Is Coca-Cola (KO) Fully Valued As Its Marriott Deal Expands Global Reach?
Coca-Cola Company KO | 0.00 |
Marriott’s new global agreement with Coca-Cola (KO) makes the beverage company the primary drink provider across the hotel group’s guestrooms, restaurants, lounges, and events. This immediately widens Coca-Cola’s reach in the premium hospitality channel.
Recent news, including the Marriott partnership and continued dividend coverage commentary, has arrived as Coca-Cola’s share price sits at $83.49, with a 90 day share price return of 7.77% and a 1 year total shareholder return of 22.88%, signalling firm positive momentum built over several years.
If this Marriott deal has you thinking about where else steady demand and brand strength could matter, it is a good time to scan the 18 top founder-led companies
Coca-Cola’s run to $83.49, backed by new deals like Marriott, can look like a simple sentiment shift or a clearer read-through on cash generation and brand strength. Which story does the current valuation actually support next?
Most Popular Narrative: 26.1% Overvalued
According to the most followed Coca-Cola narrative, the fair value sits at $66.20, well below the last close at $83.49, so the story behind that gap matters.

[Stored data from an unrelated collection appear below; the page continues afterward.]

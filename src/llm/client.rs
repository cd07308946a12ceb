//! TextGenerator trait definition

use async_trait::async_trait;

use super::{CompletionRequest, LlmError};

/// Stateless text generator - each call is independent
///
/// The decomposition pipeline depends only on this capability, so any
/// provider (or a scripted stub) can stand behind it.
#[async_trait]
pub trait TextGenerator: Send + Sync {
    /// Send a single completion request and return the raw text
    ///
    /// Exactly one outbound attempt; the caller decides what to do on error.
    async fn generate(&self, request: CompletionRequest) -> Result<String, LlmError>;
}

/// Deterministic stand-in for tests and offline runs
pub mod mock {
    use super::*;
    use std::sync::Mutex;
    use std::sync::atomic::{AtomicUsize, Ordering};
    use tracing::debug;

    /// One scripted outcome of a mock call
    #[derive(Debug, Clone)]
    pub enum MockReply {
        Text(String),
        Empty,
        Fail(String),
        Unavailable,
        /// Never resolves; exercises caller timeouts
        Hang,
    }

    /// Mock generator that replays scripted replies in order
    pub struct MockGenerator {
        replies: Vec<MockReply>,
        call_count: AtomicUsize,
        last_request: Mutex<Option<CompletionRequest>>,
    }

    impl MockGenerator {
        pub fn new(replies: Vec<MockReply>) -> Self {
            debug!(reply_count = %replies.len(), "MockGenerator::new: called");
            Self {
                replies,
                call_count: AtomicUsize::new(0),
                last_request: Mutex::new(None),
            }
        }

        /// Generator that always answers with the given text
        pub fn with_text(text: impl Into<String>) -> Self {
            Self::new(vec![MockReply::Text(text.into())])
        }

        /// Generator whose only call fails at the transport level
        pub fn failing(message: impl Into<String>) -> Self {
            Self::new(vec![MockReply::Fail(message.into())])
        }

        pub fn call_count(&self) -> usize {
            self.call_count.load(Ordering::SeqCst)
        }

        /// The most recent request this mock received
        pub fn last_request(&self) -> Option<CompletionRequest> {
            self.last_request.lock().ok().and_then(|guard| guard.clone())
        }
    }

    #[async_trait]
    impl TextGenerator for MockGenerator {
        async fn generate(&self, request: CompletionRequest) -> Result<String, LlmError> {
            let idx = self.call_count.fetch_add(1, Ordering::SeqCst);
            debug!(%idx, "MockGenerator::generate: called");
            if let Ok(mut guard) = self.last_request.lock() {
                *guard = Some(request);
            }

            let reply = self
                .replies
                .get(idx)
                .or_else(|| self.replies.last())
                .cloned()
                .ok_or_else(|| LlmError::InvalidResponse("No more mock responses".to_string()))?;

            match reply {
                MockReply::Text(text) => Ok(text),
                MockReply::Empty => Err(LlmError::Empty),
                MockReply::Fail(message) => Err(LlmError::InvalidResponse(message)),
                MockReply::Unavailable => Err(LlmError::Unavailable("mock has no credentials".to_string())),
                MockReply::Hang => {
                    std::future::pending::<()>().await;
                    Err(LlmError::Empty)
                }
            }
        }
    }

}
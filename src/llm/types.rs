//! Generation request types
//!
//! These model a single-turn Messages API call but stay provider-agnostic.

use serde::{Deserialize, Serialize};
use tracing::debug;

/// A completion request - everything needed for one generation call
#[derive(Debug, Clone)]
pub struct CompletionRequest {
    /// System prompt
    pub system_prompt: String,

    /// User messages (one for the decomposition pipeline)
    pub messages: Vec<Message>,

    /// Max tokens for response; the client caps this at its configured limit
    pub max_tokens: u32,
}

impl CompletionRequest {
    /// Single-message request
    pub fn single(system_prompt: impl Into<String>, prompt: impl Into<String>, max_tokens: u32) -> Self {
        Self {
            system_prompt: system_prompt.into(),
            messages: vec![Message::user(prompt)],
            max_tokens,
        }
    }

    /// Text of the last user message, if any
    pub fn last_user_text(&self) -> Option<&str> {
        self.messages
            .iter()
            .rev()
            .find(|m| m.role == Role::User)
            .map(|m| m.content.as_str())
    }
}

/// A message in the conversation
#[derive(Debug, Clone, Serialize, Deserialize)]
pub struct Message {
    pub role: Role,
    pub content: String,
}

impl Message {
    /// Create a user message with text content
    pub fn user(text: impl Into<String>) -> Self {
        debug!("Message::user: called");
        Self {
            role: Role::User,
            content: text.into(),
        }
    }
}

/// Message role
#[derive(Debug, Clone, Copy, PartialEq, Eq, Serialize, Deserialize)]
#[serde(rename_all = "lowercase")]
pub enum Role {
    User,
    Assistant,
}
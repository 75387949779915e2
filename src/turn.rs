use crate::conversation::{ConversationStore, Turn};
use crate::error::RemoteCallFailure;
use crate::llm::CompletionService;
use crate::trace::{RunRecord, RunTracer};
use chrono::Utc;
use std::sync::Arc;

/// Runs one user turn against the completion service.
///
/// A single request and a single reply: no retry, no timeout on the
/// completion call, no partial results. Run export is bounded by the
/// tracer's own timeout.
#[derive(Clone)]
pub struct TurnProcessor {
    service: Arc<dyn CompletionService>,
    tracer: Option<RunTracer>,
}

impl TurnProcessor {
    pub fn new(service: Arc<dyn CompletionService>) -> Self {
        Self {
            service,
            tracer: None,
        }
    }

    pub fn with_tracer(mut self, tracer: Option<RunTracer>) -> Self {
        self.tracer = tracer;
        self
    }

    pub fn model_id(&self) -> &str {
        self.service.model_id()
    }

    /// Record the user's text, send the whole history, and append the reply.
    ///
    /// On failure the user turn stays in the store and nothing else is added.
    pub async fn run(
        &self,
        store: &mut ConversationStore,
        user_text: impl Into<String>,
    ) -> Result<Turn, RemoteCallFailure> {
        store.append(Turn::user(user_text));

        let started = Utc::now();
        let outcome = self.service.complete(store.all()).await;
        let run = self
            .tracer
            .as_ref()
            .map(|tracer| RunRecord::new(tracer.project(), store.all(), started, &outcome));

        let result = outcome.map(|text| {
            let reply = Turn::assistant(text);
            store.append(reply.clone());
            reply
        });

        // Reply is already in the store when export runs
        if let (Some(tracer), Some(run)) = (&self.tracer, run) {
            tracer.record(&run).await;
        }

        result
    }
}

The story: Coca-Cola evolves from sugary icon to everyday beverage leader, capturing share in high-growth regions while premiumizing in developed ones. Expect modest volume growth (1-2%), strong price/mix (3-4%), and total organic revenue 4-6% annually, delivering reliable compounding.
Curious how this narrative still arrives at a lower fair value for Coca-Cola despite solid growth assumptions, high margins and ongoing dividends? The blend of projected revenue gains, earnings compounding and the chosen valuation multiple creates a very specific long term return profile that is not obvious from the headline price alone.

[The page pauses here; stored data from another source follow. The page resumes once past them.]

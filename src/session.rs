use crate::conversation::{ConversationStore, Turn};
use crate::error::RemoteCallFailure;
use crate::turn::TurnProcessor;
use uuid::Uuid;

/// One user's chat lifetime: owns the history and the processor that extends it.
///
/// Nothing is shared across sessions and nothing outlives the session.
pub struct Session {
    session_id: Uuid,
    store: ConversationStore,
    processor: TurnProcessor,
}

impl Session {
    pub fn new(processor: TurnProcessor) -> Self {
        let session_id = Uuid::new_v4();
        tracing::info!(session_id = %session_id, model = %processor.model_id(), "session started");

        Self {
            session_id,
            store: ConversationStore::new(),
            processor,
        }
    }

    /// Submit one message and wait for the reply
    pub async fn submit(&mut self, text: impl Into<String>) -> Result<Turn, RemoteCallFailure> {
        let text = text.into();
        tracing::debug!(
            session_id = %self.session_id,
            turn = self.store.len(),
            text_len = text.len(),
            "submitting turn"
        );

        let result = self.processor.run(&mut self.store, text).await;
        if let Err(e) = &result {
            tracing::warn!(session_id = %self.session_id, reason = %e.reason, "turn failed");
        }
        result
    }

    pub fn history(&self) -> &ConversationStore {
        &self.store
    }

    pub fn session_id(&self) -> Uuid {
        self.session_id
    }

    pub fn model_id(&self) -> &str {
        self.processor.model_id()
    }
}

impl Drop for Session {
    fn drop(&mut self) {
        tracing::info!(session_id = %self.session_id, turns = self.store.len(), "session ended");
    }
}

#[cfg(test)]
mod tests {
    use super::*;
    use crate::conversation::Role;
    use crate::testing::StubService;
    use std::sync::Arc;

    fn session_with(stub: Arc<StubService>) -> Session {
        Session::new(TurnProcessor::new(stub))
    }

    #[tokio::test]
    async fn n_successful_submissions_give_2n_alternating_turns() {
        let inputs = ["one", "two", "three", "four"];
        let stub = Arc::new(StubService::replying(&["r1", "r2", "r3", "r4"]));
        let mut session = session_with(stub);

        for input in inputs {
            session.submit(input).await.expect("turn failed");
        }

        let turns = session.history().all();
        assert_eq!(turns.len(), 2 * inputs.len());
        for (i, pair) in turns.chunks(2).enumerate() {
            assert_eq!(pair[0], Turn::user(inputs[i]));
            assert_eq!(pair[1].role(), Role::Assistant);
            assert_eq!(pair[1].text(), format!("r{}", i + 1));
        }
    }

    #[tokio::test]
    async fn earlier_turns_survive_later_appends_unchanged() {
        let stub = Arc::new(StubService::replying(&["a1", "a2"]));
        let mut session = session_with(stub);

        session.submit("q1").await.unwrap();
        let before = session.history().all().to_vec();
        session.submit("q2").await.unwrap();

        assert_eq!(&session.history().all()[..before.len()], before.as_slice());
    }

    #[tokio::test]
    async fn failed_turn_then_recovery() {
        let stub = Arc::new(StubService::new());
        stub.queue_reply("a1");
        stub.queue_failure(RemoteCallFailure::network("connection reset"));
        stub.queue_reply("a3");
        let mut session = session_with(stub.clone());

        session.submit("q1").await.unwrap();
        let err = session.submit("q2").await.unwrap_err();
        assert_eq!(err.message, "connection reset");
        assert_eq!(
            session.history().all(),
            &[Turn::user("q1"), Turn::assistant("a1"), Turn::user("q2")]
        );

        session.submit("q3").await.unwrap();

        let expected_prior = vec![
            Turn::user("q1"),
            Turn::assistant("a1"),
            Turn::user("q2"),
            Turn::user("q3"),
        ];
        assert_eq!(stub.recorded_requests()[2], expected_prior);
        assert_eq!(session.history().last(), Some(&Turn::assistant("a3")));
        assert_eq!(session.history().len(), 5);
    }

    #[tokio::test]
    async fn sessions_do_not_share_history() {
        let mut first = session_with(Arc::new(StubService::replying(&["x"])));
        let second = session_with(Arc::new(StubService::new()));

        first.submit("hello").await.unwrap();

        assert_eq!(first.history().len(), 2);
        assert!(second.history().is_empty());
        assert_ne!(first.session_id(), second.session_id());
    }
}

Result: Fair Value of $66.20 (OVERVALUED)
However, Coca-Cola’s story could change quickly if health regulations around sugar tighten further, or if smaller functional beverage brands start pulling loyal consumers away.
Another View: SWS DCF Model Backs Coca-Cola
The popular community narrative sees Coca-Cola as 26.1% overvalued at a fair value of $66.20, but the SWS DCF model points in the opposite direction. On that framework, Coca-Cola at $83.49 sits about 9.7% below an estimated future cash flow value of $92.41, suggesting the cash flow story is more generous than the multiple-based one.
For investors, that split raises a simple question: do you give more weight to what the market is paying for earnings today, or to what a detailed cash flow model suggests the business could be worth over time, and what does that say about your own process?
Simply Wall St performs a discounted cash flow (DCF) on every stock in the world every day (check out Coca-Cola for example). We show the entire calculation in full. You can track the result in your watchlist or portfolio and be alerted when this changes, or use our stock screener to discover 44 high quality undervalued stocks. If you save a screener we even alert you when new companies match - so you never miss a potential opportunity.
Next Steps
Mixed signals around Coca-Cola’s valuation, risk and reward make this a good moment to look at the numbers yourself, weigh both sides carefully and act with intent using the 4 key rewards and 2 important warning signs
Looking for more investment ideas beyond Coca-Cola?
If Coca-Cola’s story has you thinking bigger about your portfolio, do not stop here; the next great idea rarely shows up where everyone is already looking.
- Target resilient income by checking out 9 dividend fortresses that aim to combine higher yields with stability-minded balance sheets.
- Hunt for mispriced opportunities through the 44 high quality undervalued stocks built to highlight companies with quality fundamentals at compressed valuations.
- Spot potential early-stage standouts using the screener containing 19 high quality undiscovered gems before they attract wider market attention.
This article by Simply Wall St is general in nature. We provide commentary based on historical data and analyst forecasts only using an unbiased methodology and our articles are not intended to be financial advice. It does not constitute a recommendation to buy or sell any stock, and does not take account of your objectives, or your financial situation. We aim to bring you long-term focused analysis driven by fundamental data. Note that our analysis may not factor in the latest price-sensitive company announcements or qualitative material. Simply Wall St has no position in any stocks mentioned.